WORK INSTRUCTION: Among the lines below, count those that include "LimitPolicy", and state the count alone.
───── ENTRIES SUPPLIED
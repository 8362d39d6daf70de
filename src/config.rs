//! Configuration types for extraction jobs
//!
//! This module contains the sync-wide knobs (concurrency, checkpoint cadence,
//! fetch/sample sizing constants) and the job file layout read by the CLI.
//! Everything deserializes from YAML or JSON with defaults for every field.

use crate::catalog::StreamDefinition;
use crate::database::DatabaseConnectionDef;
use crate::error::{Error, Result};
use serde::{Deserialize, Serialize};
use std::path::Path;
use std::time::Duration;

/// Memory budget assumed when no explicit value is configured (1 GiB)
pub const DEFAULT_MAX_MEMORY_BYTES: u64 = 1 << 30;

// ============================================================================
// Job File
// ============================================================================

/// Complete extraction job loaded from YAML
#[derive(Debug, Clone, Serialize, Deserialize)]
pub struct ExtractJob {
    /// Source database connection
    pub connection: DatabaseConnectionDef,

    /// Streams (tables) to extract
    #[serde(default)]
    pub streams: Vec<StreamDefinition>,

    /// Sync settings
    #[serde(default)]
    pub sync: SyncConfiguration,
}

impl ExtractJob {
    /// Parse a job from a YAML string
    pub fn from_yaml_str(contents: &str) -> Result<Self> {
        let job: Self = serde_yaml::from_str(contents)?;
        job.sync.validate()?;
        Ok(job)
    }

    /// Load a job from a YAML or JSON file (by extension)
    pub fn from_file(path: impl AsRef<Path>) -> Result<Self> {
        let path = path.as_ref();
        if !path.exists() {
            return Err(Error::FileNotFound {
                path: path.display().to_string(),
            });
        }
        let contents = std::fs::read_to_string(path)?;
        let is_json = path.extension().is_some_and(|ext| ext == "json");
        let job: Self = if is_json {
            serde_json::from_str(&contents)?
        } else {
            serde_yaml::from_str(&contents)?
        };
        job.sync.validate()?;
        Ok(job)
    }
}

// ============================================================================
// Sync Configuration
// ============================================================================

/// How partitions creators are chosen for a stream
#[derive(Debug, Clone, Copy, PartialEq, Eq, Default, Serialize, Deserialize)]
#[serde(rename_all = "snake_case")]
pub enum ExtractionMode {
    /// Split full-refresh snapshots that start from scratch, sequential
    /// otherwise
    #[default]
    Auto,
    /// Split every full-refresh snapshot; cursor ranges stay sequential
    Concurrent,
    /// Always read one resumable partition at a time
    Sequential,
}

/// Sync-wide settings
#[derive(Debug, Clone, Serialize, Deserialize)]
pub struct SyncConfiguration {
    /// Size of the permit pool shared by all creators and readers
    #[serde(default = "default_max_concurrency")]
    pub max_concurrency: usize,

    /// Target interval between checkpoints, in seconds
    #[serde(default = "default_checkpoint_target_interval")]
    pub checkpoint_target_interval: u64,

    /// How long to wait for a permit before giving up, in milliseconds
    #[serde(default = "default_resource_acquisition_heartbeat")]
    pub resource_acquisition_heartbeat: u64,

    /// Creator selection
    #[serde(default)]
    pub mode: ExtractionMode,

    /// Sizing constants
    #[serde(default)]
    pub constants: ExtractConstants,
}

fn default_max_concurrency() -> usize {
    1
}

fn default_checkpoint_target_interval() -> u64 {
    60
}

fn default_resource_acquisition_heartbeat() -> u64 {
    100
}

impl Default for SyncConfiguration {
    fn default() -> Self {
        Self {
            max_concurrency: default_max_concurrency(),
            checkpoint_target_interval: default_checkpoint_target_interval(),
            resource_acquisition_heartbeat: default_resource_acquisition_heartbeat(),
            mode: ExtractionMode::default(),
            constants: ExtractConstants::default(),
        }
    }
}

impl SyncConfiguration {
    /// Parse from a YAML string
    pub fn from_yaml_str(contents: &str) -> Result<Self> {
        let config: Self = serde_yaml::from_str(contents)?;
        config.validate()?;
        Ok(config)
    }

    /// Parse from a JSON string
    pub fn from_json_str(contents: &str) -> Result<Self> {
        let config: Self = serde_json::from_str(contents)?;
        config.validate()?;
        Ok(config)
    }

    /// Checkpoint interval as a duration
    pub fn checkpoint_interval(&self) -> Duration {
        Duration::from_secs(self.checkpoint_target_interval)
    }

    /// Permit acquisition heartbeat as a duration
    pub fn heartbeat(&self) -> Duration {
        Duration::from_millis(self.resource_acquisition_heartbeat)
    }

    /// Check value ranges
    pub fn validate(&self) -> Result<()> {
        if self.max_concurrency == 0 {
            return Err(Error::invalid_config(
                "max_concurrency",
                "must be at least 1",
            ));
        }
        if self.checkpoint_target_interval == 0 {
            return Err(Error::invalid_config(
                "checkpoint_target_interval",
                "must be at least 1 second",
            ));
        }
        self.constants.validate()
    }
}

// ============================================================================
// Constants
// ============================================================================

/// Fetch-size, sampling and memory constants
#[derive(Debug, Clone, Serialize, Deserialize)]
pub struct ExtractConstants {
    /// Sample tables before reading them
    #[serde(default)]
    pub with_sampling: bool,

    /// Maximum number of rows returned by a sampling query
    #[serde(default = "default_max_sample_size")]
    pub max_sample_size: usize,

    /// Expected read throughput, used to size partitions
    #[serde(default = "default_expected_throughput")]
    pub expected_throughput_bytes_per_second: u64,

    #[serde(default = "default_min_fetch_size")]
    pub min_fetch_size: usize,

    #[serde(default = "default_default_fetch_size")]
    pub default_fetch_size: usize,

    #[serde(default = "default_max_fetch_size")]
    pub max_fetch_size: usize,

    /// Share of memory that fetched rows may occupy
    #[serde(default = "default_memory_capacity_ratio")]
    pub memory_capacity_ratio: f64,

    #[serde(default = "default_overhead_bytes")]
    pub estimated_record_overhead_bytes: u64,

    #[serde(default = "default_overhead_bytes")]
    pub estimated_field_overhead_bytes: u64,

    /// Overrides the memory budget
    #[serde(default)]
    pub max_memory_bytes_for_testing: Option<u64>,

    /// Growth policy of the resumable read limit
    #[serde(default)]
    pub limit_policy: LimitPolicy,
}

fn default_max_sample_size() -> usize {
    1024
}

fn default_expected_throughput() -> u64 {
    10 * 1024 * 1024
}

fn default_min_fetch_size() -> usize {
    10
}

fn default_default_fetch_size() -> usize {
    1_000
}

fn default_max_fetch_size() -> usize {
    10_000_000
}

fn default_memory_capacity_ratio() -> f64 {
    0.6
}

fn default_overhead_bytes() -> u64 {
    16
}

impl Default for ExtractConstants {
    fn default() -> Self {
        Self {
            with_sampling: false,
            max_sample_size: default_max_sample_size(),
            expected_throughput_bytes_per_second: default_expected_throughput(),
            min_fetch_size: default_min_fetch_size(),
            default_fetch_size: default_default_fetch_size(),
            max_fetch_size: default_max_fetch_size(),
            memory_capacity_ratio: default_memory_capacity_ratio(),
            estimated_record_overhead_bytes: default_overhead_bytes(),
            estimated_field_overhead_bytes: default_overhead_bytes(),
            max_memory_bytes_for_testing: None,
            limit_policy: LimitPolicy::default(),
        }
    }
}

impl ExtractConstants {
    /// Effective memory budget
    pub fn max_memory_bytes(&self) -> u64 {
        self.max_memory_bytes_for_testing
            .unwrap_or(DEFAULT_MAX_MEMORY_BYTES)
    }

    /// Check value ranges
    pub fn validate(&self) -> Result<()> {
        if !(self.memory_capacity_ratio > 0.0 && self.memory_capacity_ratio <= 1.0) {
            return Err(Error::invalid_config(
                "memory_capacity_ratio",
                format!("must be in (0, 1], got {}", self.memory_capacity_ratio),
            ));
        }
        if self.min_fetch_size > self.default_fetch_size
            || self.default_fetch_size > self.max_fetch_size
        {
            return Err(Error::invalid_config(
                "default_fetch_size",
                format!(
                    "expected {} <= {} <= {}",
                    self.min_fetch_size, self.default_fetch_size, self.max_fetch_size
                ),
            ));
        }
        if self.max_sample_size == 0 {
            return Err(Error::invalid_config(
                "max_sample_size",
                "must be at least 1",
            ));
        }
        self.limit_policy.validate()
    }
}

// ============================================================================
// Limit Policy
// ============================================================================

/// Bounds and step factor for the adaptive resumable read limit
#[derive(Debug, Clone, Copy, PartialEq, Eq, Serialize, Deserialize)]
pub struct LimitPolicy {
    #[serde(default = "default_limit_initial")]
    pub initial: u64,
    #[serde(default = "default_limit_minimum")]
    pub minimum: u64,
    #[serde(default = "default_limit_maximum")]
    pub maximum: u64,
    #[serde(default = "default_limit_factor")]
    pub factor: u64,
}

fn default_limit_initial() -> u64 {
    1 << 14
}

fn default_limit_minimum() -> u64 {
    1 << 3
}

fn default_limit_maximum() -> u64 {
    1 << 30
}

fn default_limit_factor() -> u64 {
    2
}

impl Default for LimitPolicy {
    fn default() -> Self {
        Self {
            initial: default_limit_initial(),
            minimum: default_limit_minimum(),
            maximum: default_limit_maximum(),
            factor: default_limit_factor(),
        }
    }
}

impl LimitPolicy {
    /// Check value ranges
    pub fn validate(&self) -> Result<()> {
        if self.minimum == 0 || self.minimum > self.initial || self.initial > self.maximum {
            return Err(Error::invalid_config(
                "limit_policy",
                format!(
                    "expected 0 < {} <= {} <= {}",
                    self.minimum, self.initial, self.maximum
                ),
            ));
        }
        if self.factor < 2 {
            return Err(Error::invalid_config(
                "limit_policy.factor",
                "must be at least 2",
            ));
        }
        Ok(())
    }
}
──────────
RESPONSE AREA: 5